Berdasarkan data Sensus Penduduk 2020 oleh Badan Pusat Statistik Indonesia (BPS), Generasi Z atau Gen Z yang lahir antara tahun 1997 dan 2012. Generasi ini telah membawa perubahan besar dalam struktur sosial di Indonesia dengan kehadiran mereka yang sangat mencolok. Mulai dari gaya hidup, akses dalam penggunaan teknologi dan internet, bahkan cara berbudaya.
Generasi Z sangat akrab dengan perkembangan teknologi bahkan sekecil apapun dan juga sangat erat hubungannya dengan internet. Pada saat ini Gen Z digadang-gadangkan mampu memprakarsai era hidup bersama ponsel, komputer dan juga tentu segala hal yang berkaitan dengan internet.
Namun jika dikaitkan dengan kebudayaan, ada beberapa pertanyaan dan permasalahan yang perlu dikupas. Bagaimana bentuk, cara berpikir dan implementasi kerangka berpikir anak Gen Z dalam berbudaya.
Menurut saya, ada 3 hal yang diperhatikan betul oleh kalangan Gen Z dalam berbudaya.
Pertama, Watak Skeptis Generasi Z. Generasi Z cenderung memiliki sifat yang lebih skeptis daripada optimis. Mereka berupaya mencari makna hidup yang mendalam dan membentuk identitas individu, sambil tetap berkomitmen pada isu-isu sosial dan lingkungan.
Di Indonesia, kelompok ini telah berkembang menjadi komunitas yang besar dan semakin berpengaruh. Data dari Badan Pusat Statistik (BPS) tahun 2020 menunjukkan bahwa populasi Generasi Z mencapai sekitar 68 juta jiwa, atau sekitar 25 persen dari total penduduk Indonesia. Berbeda dengan generasi sebelumnya, Generasi Z menunjukkan keterbukaan yang lebih besar terhadap perbedaan dan keberagaman, menghargai variasi, dan tidak ragu melihat dunia dari berbagai sudut pandang.

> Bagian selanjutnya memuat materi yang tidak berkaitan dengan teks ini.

//! Oriented planes in Hessian normal form and the polygon splitting routine
//! the BSP tree is built on.

use crate::float_types::Real;
use crate::mesh::polygon::Polygon;
use crate::mesh::vertex::Vertex;
use nalgebra::{Point3, Vector3};

// Plane classification bits, OR-ed together per polygon.
pub const COPLANAR: i8 = 0;
pub const FRONT: i8 = 1;
pub const BACK: i8 = 2;
pub const SPANNING: i8 = 3;

/// The four fragment buckets produced by [`Plane::split_polygon`]:
/// `(coplanar_front, coplanar_back, front, back)`.
pub type SplitResult<S> = (Vec<Polygon<S>>, Vec<Polygon<S>>, Vec<Polygon<S>>, Vec<Polygon<S>>);

/// A plane `normal · p = w`.
///
/// A zero `normal` marks the *null* plane: derived from degenerate input, or
/// not yet chosen.
#[derive(Debug, Clone, Copy, PartialEq)]
pub struct Plane {
    /// Unit normal, or the zero vector for the null plane.
    pub normal: Vector3<Real>,
    /// Signed distance from the origin along `normal`.
    pub w: Real,
}

impl Plane {
    /// The null plane.
    pub const fn null() -> Self {
        Plane {
            normal: Vector3::new(0.0, 0.0, 0.0),
            w: 0.0,
        }
    }

    /// Build a plane from a normal and offset. The normal is normalized; a
    /// zero normal yields the null plane.
    pub fn from_normal(normal: Vector3<Real>, w: Real) -> Self {
        match normal.try_normalize(0.0) {
            Some(normal) => Plane { normal, w },
            None => Plane::null(),
        }
    }

    /// Plane through three points, normal following the right-hand rule over
    /// `(b - a) × (c - a)`. Collinear or coincident points give the null plane.
    pub fn from_points(a: &Point3<Real>, b: &Point3<Real>, c: &Point3<Real>) -> Self {
        match (b - a).cross(&(c - a)).try_normalize(0.0) {
            Some(normal) => Plane {
                normal,
                w: normal.dot(&a.coords),
            },
            None => Plane::null(),
        }
    }

    pub fn is_null(&self) -> bool {
        self.normal == Vector3::zeros()
    }

    pub fn flip(&mut self) {
        self.normal = -self.normal;
        self.w = -self.w;
    }

    pub fn flipped(&self) -> Self {
        Plane {
            normal: -self.normal,
            w: -self.w,
        }
    }

    /// Signed distance of `point` from the plane.
    #[inline]
    pub fn signed_distance(&self, point: &Point3<Real>) -> Real {
        self.normal.dot(&point.coords) - self.w
    }

    /// Classify `point` as [`FRONT`], [`BACK`] or [`COPLANAR`] within `epsilon`.
    #[inline]
    pub fn orient_point(&self, point: &Point3<Real>, epsilon: Real) -> i8 {
        let t = self.signed_distance(point);
        if t < -epsilon {
            BACK
        } else if t > epsilon {
            FRONT
        } else {
            COPLANAR
        }
    }

    /// Classify a whole polygon; the result is the OR of its vertex classes,
    /// so [`SPANNING`] means vertices on both sides.
    pub fn classify_polygon<S: Clone>(&self, polygon: &Polygon<S>, epsilon: Real) -> i8 {
        polygon
            .vertices
            .iter()
            .fold(COPLANAR, |acc, v| acc | self.orient_point(&v.pos, epsilon))
    }

    /// Splits `polygon` by this plane, returning four buckets:
    /// `(coplanar_front, coplanar_back, front, back)`.
    ///
    /// Coplanar polygons go to the front bucket when their own normal agrees
    /// with this plane. Spanning polygons are cut into one front and one back
    /// fragment; fragments with fewer than three vertices are dropped. Every
    /// fragment keeps the `shared` tag of its source.
    pub fn split_polygon<S: Clone>(&self, polygon: &Polygon<S>, epsilon: Real) -> SplitResult<S> {
        let mut coplanar_front = Vec::new();
        let mut coplanar_back = Vec::new();
        let mut front = Vec::new();
        let mut back = Vec::new();

        let types: Vec<i8> = polygon
            .vertices
            .iter()
            .map(|v| self.orient_point(&v.pos, epsilon))
            .collect();
        let polygon_type = types.iter().fold(COPLANAR, |acc, &t| acc | t);

        match polygon_type {
            COPLANAR => {
                if self.normal.dot(&polygon.plane.normal) > 0.0 {
                    coplanar_front.push(polygon.clone());
                } else {
                    coplanar_back.push(polygon.clone());
                }
            },
            FRONT => front.push(polygon.clone()),
            BACK => back.push(polygon.clone()),
            _ => {
                let (split_front, split_back) = self.split_vertices(&polygon.vertices, &types);
                if split_front.len() >= 3 {
                    front.push(Polygon::new(split_front, polygon.shared.clone()));
                }
                if split_back.len() >= 3 {
                    back.push(Polygon::new(split_back, polygon.shared.clone()));
                }
            },
        }

        (coplanar_front, coplanar_back, front, back)
    }

    /// Walks the edges of a spanning polygon and distributes its vertices,
    /// inserting the edge intersections into both fragments.
    fn split_vertices(&self, vertices: &[Vertex], types: &[i8]) -> (Vec<Vertex>, Vec<Vertex>) {
        let mut split_front = Vec::with_capacity(vertices.len() + 1);
        let mut split_back = Vec::with_capacity(vertices.len() + 1);

        for i in 0..vertices.len() {
            let j = (i + 1) % vertices.len();
            let (type_i, type_j) = (types[i], types[j]);
            let (vertex_i, vertex_j) = (&vertices[i], &vertices[j]);

            if type_i != BACK {
                split_front.push(*vertex_i);
            }
            if type_i != FRONT {
                split_back.push(*vertex_i);
            }

            if (type_i | type_j) == SPANNING {
                // With a zero epsilon the endpoints can straddle the plane by
                // less than Real::EPSILON; the crossing is then the start vertex.
                let denom = self.normal.dot(&(vertex_j.pos - vertex_i.pos));
                let vertex_new = if denom.abs() > Real::EPSILON {
                    let t = (self.w - self.normal.dot(&vertex_i.pos.coords)) / denom;
                    vertex_i.interpolate(vertex_j, t)
                } else {
                    *vertex_i
                };
                split_front.push(vertex_new);
                split_back.push(vertex_new);
            }
        }

        (split_front, split_back)
    }
}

Kedua, Pengaruh Budaya Pop dan Kebarat-baratan. Budaya pop memiliki pengaruh yang sangat kuat dalam kehidupan Generasi Z. Tren dari budaya populer cepat menyebar di kalangan mereka, terutama melalui media sosial. Bahasa dan ungkapan populer di platform digital menjadi bagian penting dari cara mereka berkomunikasi, dengan emoji dan meme menjadi elemen penting dalam interaksi mereka. Generasi Z dengan semangat mudanya mengikuti tren musik pop, K-pop, dan gaya berpakaian yang modis. Ini tidak terlepas dari peran media sosial dan platform digital yang memudahkan mereka untuk mengakses konten-konten terbaru dalam budaya populer.
Gen Z memiliki akses yang mudah untuk mendapatkan informasi itu semua. Namun perlu kita perhatikan, dalam berbudaya, Gen Z acapkali menyalah gunakan akses-akses tersebut. Mereka cenderung mudah tergiring ke dalam hal-hal negatif yang bisa merugikan diri mereka bahkan lingkungan sekitar.
Jika bicara tentang budaya, seharusnya Gen Z harus bisa membedakan mana budaya pop dan budaya barat yang baik dan mana yang tidak. Bahkan jika dikaji lagi, seharusnya Gen Z mampu dan terus melestarikan budaya yang berkembang di masyarat adat.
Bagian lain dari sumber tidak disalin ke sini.